Segment Open

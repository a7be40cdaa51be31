//! Identifiers and error kinds shared across the workspace

pub mod errors;
pub mod identifiers;
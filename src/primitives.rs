//! Reusable value-level validation rules.
//!
//! Every rule has the same contract: inspect a `serde_json::Value`, and on
//! failure push an [`Issue`] addressed by the field path — never panic, never
//! return early through an error type. Section schemas compose these rules;
//! the orchestrator composes section schemas.
//!
//! ## The url-or-path grammar
//!
//! Authors mix relative asset paths and remote URLs in the same fields
//! (`logo: assets/logo.svg` next to `logo: https://cdn.example.com/logo.svg`),
//! so [`is_url_or_path`] is deliberately permissive:
//!
//! - absolute URLs (anything `url::Url` parses)
//! - paths starting with `/`, `./`, `../`, `assets/`, `public/`
//! - data URIs
//! - any `/`-containing string without whitespace that isn't a broken
//!   `http…` prefix
//!
//! Everything else must parse as an absolute URL or it is rejected.

use crate::issue::{FieldPath, Issue};
use serde_json::{Map, Value};
use url::Url;

/// Allowed values for `CtaButton.icon_position`.
const ICON_POSITIONS: &[&str] = &["left", "right"];

/// Allowed values for `CtaButton.variant`.
const CTA_VARIANTS: &[&str] = &["primary", "secondary", "outline", "ghost"];

/// True when a string is acceptable wherever a URL or asset path is expected.
pub fn is_url_or_path(s: &str) -> bool {
    let s = s.trim();
    if s.is_empty() {
        return false;
    }
    if s.starts_with('/')
        || s.starts_with("./")
        || s.starts_with("../")
        || s.starts_with("assets/")
        || s.starts_with("public/")
        || s.starts_with("data:")
    {
        return true;
    }
    // A malformed "http…" string is a typo'd URL, not a relative path, and
    // the WHATWG parser would happily normalize "http:/x" into a valid URL.
    // Reject it before parsing gets a chance to repair it.
    if s.starts_with("http") && !s.starts_with("http://") && !s.starts_with("https://") {
        return false;
    }
    if Url::parse(s).is_ok() {
        return true;
    }
    // Relative paths like "img/hero.jpg".
    s.contains('/') && !s.contains(char::is_whitespace)
}

/// Non-empty string after trimming.
pub fn check_non_empty_string(value: &Value, path: &FieldPath, issues: &mut Vec<Issue>) {
    match value.as_str() {
        Some(s) if !s.trim().is_empty() => {}
        Some(_) => issues.push(Issue::new(path, "must not be empty")),
        None => issues.push(Issue::new(path, "must be a string")),
    }
}

/// String that satisfies the url-or-path grammar.
pub fn check_url_string(value: &Value, path: &FieldPath, issues: &mut Vec<Issue>) {
    match value.as_str() {
        Some(s) if is_url_or_path(s) => {}
        Some(_) => issues.push(Issue::new(path, "must be a URL or a path")),
        None => issues.push(Issue::new(path, "must be a string")),
    }
}

/// LocalizedText: non-empty string, or a map of 1+ entries, each non-empty.
pub fn check_localized_text(value: &Value, path: &FieldPath, issues: &mut Vec<Issue>) {
    match value {
        Value::String(s) => {
            if s.trim().is_empty() {
                issues.push(Issue::new(path, "must not be empty"));
            }
        }
        Value::Object(map) => {
            if map.is_empty() {
                issues.push(Issue::new(path, "must have at least one language entry"));
                return;
            }
            for (lang, entry) in map {
                let entry_path = path.key(lang);
                match entry.as_str() {
                    Some(s) if !s.trim().is_empty() => {}
                    Some(_) => issues.push(Issue::new(&entry_path, "must not be empty")),
                    None => issues.push(Issue::new(&entry_path, "must be a string")),
                }
            }
        }
        _ => issues.push(Issue::new(
            path,
            "must be a string or a map of language codes to strings",
        )),
    }
}

/// Membership in a fixed set of allowed string values.
fn check_enum(value: &Value, allowed: &[&str], path: &FieldPath, issues: &mut Vec<Issue>) {
    match value.as_str() {
        Some(s) if allowed.contains(&s) => {}
        _ => issues.push(Issue::new(
            path,
            format!("must be one of: {}", allowed.join(", ")),
        )),
    }
}

/// Call-to-action button.
///
/// The anchor/href rule is cross-field: a button with no destination is
/// invalid, and that cannot be expressed per-key.
pub fn check_cta_button(value: &Value, path: &FieldPath, issues: &mut Vec<Issue>) {
    let Some(obj) = value.as_object() else {
        issues.push(Issue::new(path, "must be an object"));
        return;
    };

    match obj.get("label") {
        Some(label) => check_localized_text(label, &path.key("label"), issues),
        None => issues.push(Issue::new(&path.key("label"), "required field is missing")),
    }

    let has_anchor = obj.get("anchor").and_then(Value::as_str).is_some();
    let has_href = obj.get("href").and_then(Value::as_str).is_some();
    if !has_anchor && !has_href {
        issues.push(Issue::new(path, "either anchor or href is required"));
    }

    if let Some(href) = obj.get("href") {
        check_url_string(href, &path.key("href"), issues);
    }
    if let Some(icon) = obj.get("icon") {
        check_non_empty_string(icon, &path.key("icon"), issues);
    }
    if let Some(pos) = obj.get("iconPosition") {
        check_enum(pos, ICON_POSITIONS, &path.key("iconPosition"), issues);
    }
    if let Some(variant) = obj.get("variant") {
        check_enum(variant, CTA_VARIANTS, &path.key("variant"), issues);
    }
}

/// Social link: platform + URL, optional display label.
pub fn check_social_link(value: &Value, path: &FieldPath, issues: &mut Vec<Issue>) {
    let Some(obj) = value.as_object() else {
        issues.push(Issue::new(path, "must be an object"));
        return;
    };

    match obj.get("platform") {
        Some(platform) => check_non_empty_string(platform, &path.key("platform"), issues),
        None => issues.push(Issue::new(
            &path.key("platform"),
            "required field is missing",
        )),
    }
    match obj.get("url") {
        Some(u) => check_url_string(u, &path.key("url"), issues),
        None => issues.push(Issue::new(&path.key("url"), "required field is missing")),
    }
    if let Some(label) = obj.get("label") {
        check_non_empty_string(label, &path.key("label"), issues);
    }
}

/// Fetch a required field, recording an issue when absent.
pub fn require<'a>(
    obj: &'a Map<String, Value>,
    key: &str,
    path: &FieldPath,
    issues: &mut Vec<Issue>,
) -> Option<&'a Value> {
    let value = obj.get(key);
    if value.is_none() {
        issues.push(Issue::new(&path.key(key), "required field is missing"));
    }
    value
}

#[cfg(test)]
mod tests {
    use super::*;
    use serde_json::json;

    fn run(f: impl Fn(&Value, &FieldPath, &mut Vec<Issue>), value: Value) -> Vec<Issue> {
        let mut issues = Vec::new();
        f(&value, &FieldPath::root().key("field"), &mut issues);
        issues
    }

    // =========================================================================
    // is_url_or_path grammar
    // =========================================================================

    #[test]
    fn grammar_accepts_absolute_urls() {
        assert!(is_url_or_path("https://example.com/logo.png"));
        assert!(is_url_or_path("http://example.com"));
        assert!(is_url_or_path("mailto:hi@example.com"));
    }

    #[test]
    fn grammar_accepts_rooted_and_relative_paths() {
        assert!(is_url_or_path("/img/logo.png"));
        assert!(is_url_or_path("./logo.png"));
        assert!(is_url_or_path("../shared/logo.png"));
        assert!(is_url_or_path("assets/logo.png"));
        assert!(is_url_or_path("public/favicon.ico"));
    }

    #[test]
    fn grammar_accepts_data_uris() {
        assert!(is_url_or_path("data:image/png;base64,iVBOR"));
    }

    #[test]
    fn grammar_accepts_bare_relative_paths_with_slash() {
        assert!(is_url_or_path("img/hero.jpg"));
    }

    #[test]
    fn grammar_rejects_plain_words_and_spaced_strings() {
        assert!(!is_url_or_path("logo.png"));
        assert!(!is_url_or_path("not a url"));
        assert!(!is_url_or_path("img/with space.jpg"));
        assert!(!is_url_or_path(""));
        assert!(!is_url_or_path("   "));
    }

    #[test]
    fn grammar_rejects_broken_http_prefix() {
        // The WHATWG parser normalizes a missing slash into a valid URL, so
        // the typo guard must win before parsing ever runs.
        assert!(Url::parse("http:/broken").is_ok());
        assert!(!is_url_or_path("http:/broken"));
        assert!(!is_url_or_path("https:/x.test/img.jpg"));
        assert!(!is_url_or_path("httpx/relative.jpg"));
        // Well-formed schemes still pass.
        assert!(is_url_or_path("http://x.test/img.jpg"));
        assert!(is_url_or_path("https://x.test/img.jpg"));
    }

    // =========================================================================
    // Non-empty string / url string
    // =========================================================================

    #[test]
    fn non_empty_string_happy_path() {
        assert!(run(check_non_empty_string, json!("hello")).is_empty());
    }

    #[test]
    fn non_empty_string_rejects_blank_and_non_string() {
        assert_eq!(run(check_non_empty_string, json!("  ")).len(), 1);
        assert_eq!(run(check_non_empty_string, json!(42)).len(), 1);
    }

    #[test]
    fn url_string_issue_carries_path() {
        let issues = run(check_url_string, json!("not a url"));
        assert_eq!(issues.len(), 1);
        assert_eq!(issues[0].path, "field");
    }

    // =========================================================================
    // LocalizedText
    // =========================================================================

    #[test]
    fn localized_text_accepts_both_forms() {
        assert!(run(check_localized_text, json!("Welcome")).is_empty());
        assert!(run(check_localized_text, json!({"en": "Welcome", "fr": "Bienvenue"})).is_empty());
    }

    #[test]
    fn localized_text_rejects_empty_map() {
        let issues = run(check_localized_text, json!({}));
        assert_eq!(issues.len(), 1);
        assert!(issues[0].message.contains("at least one language"));
    }

    #[test]
    fn localized_text_rejects_blank_entry_with_language_path() {
        let issues = run(check_localized_text, json!({"en": "Welcome", "fr": "  "}));
        assert_eq!(issues.len(), 1);
        assert_eq!(issues[0].path, "field.fr");
    }

    #[test]
    fn localized_text_rejects_other_types() {
        assert_eq!(run(check_localized_text, json!([1, 2])).len(), 1);
        assert_eq!(run(check_localized_text, json!(7)).len(), 1);
    }

    // =========================================================================
    // CtaButton
    // =========================================================================

    #[test]
    fn cta_with_anchor_is_valid() {
        let issues = run(check_cta_button, json!({"label": "Book now", "anchor": "contact"}));
        assert!(issues.is_empty());
    }

    #[test]
    fn cta_with_href_is_valid() {
        let issues = run(
            check_cta_button,
            json!({"label": {"en": "Call"}, "href": "https://example.com/book"}),
        );
        assert!(issues.is_empty());
    }

    #[test]
    fn cta_without_destination_fails_with_specific_message() {
        let issues = run(check_cta_button, json!({"label": "Book now"}));
        assert_eq!(issues.len(), 1);
        assert_eq!(issues[0].path, "field");
        assert_eq!(issues[0].message, "either anchor or href is required");
    }

    #[test]
    fn cta_missing_label_is_reported() {
        let issues = run(check_cta_button, json!({"anchor": "top"}));
        assert_eq!(issues.len(), 1);
        assert_eq!(issues[0].path, "field.label");
    }

    #[test]
    fn cta_rejects_unknown_variant_and_icon_position() {
        let issues = run(
            check_cta_button,
            json!({
                "label": "Go",
                "anchor": "top",
                "iconPosition": "center",
                "variant": "rainbow"
            }),
        );
        assert_eq!(issues.len(), 2);
        assert!(issues.iter().any(|i| i.path == "field.iconPosition"));
        assert!(issues.iter().any(|i| i.path == "field.variant"));
    }

    // =========================================================================
    // SocialLink
    // =========================================================================

    #[test]
    fn social_link_happy_path() {
        let issues = run(
            check_social_link,
            json!({"platform": "instagram", "url": "https://instagram.com/x", "label": "IG"}),
        );
        assert!(issues.is_empty());
    }

    #[test]
    fn social_link_requires_platform_and_url() {
        let issues = run(check_social_link, json!({}));
        assert_eq!(issues.len(), 2);
        assert!(issues.iter().any(|i| i.path == "field.platform"));
        assert!(issues.iter().any(|i| i.path == "field.url"));
    }
}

Segment Closed

▸ **Activity**: In the records above, find each line holding "Call" and copy it.

▸ **Answer to the problem**:
/// Call-to-action button.
            json!({"label": {"en": "Call"}, "href": "https://example.com/book"}),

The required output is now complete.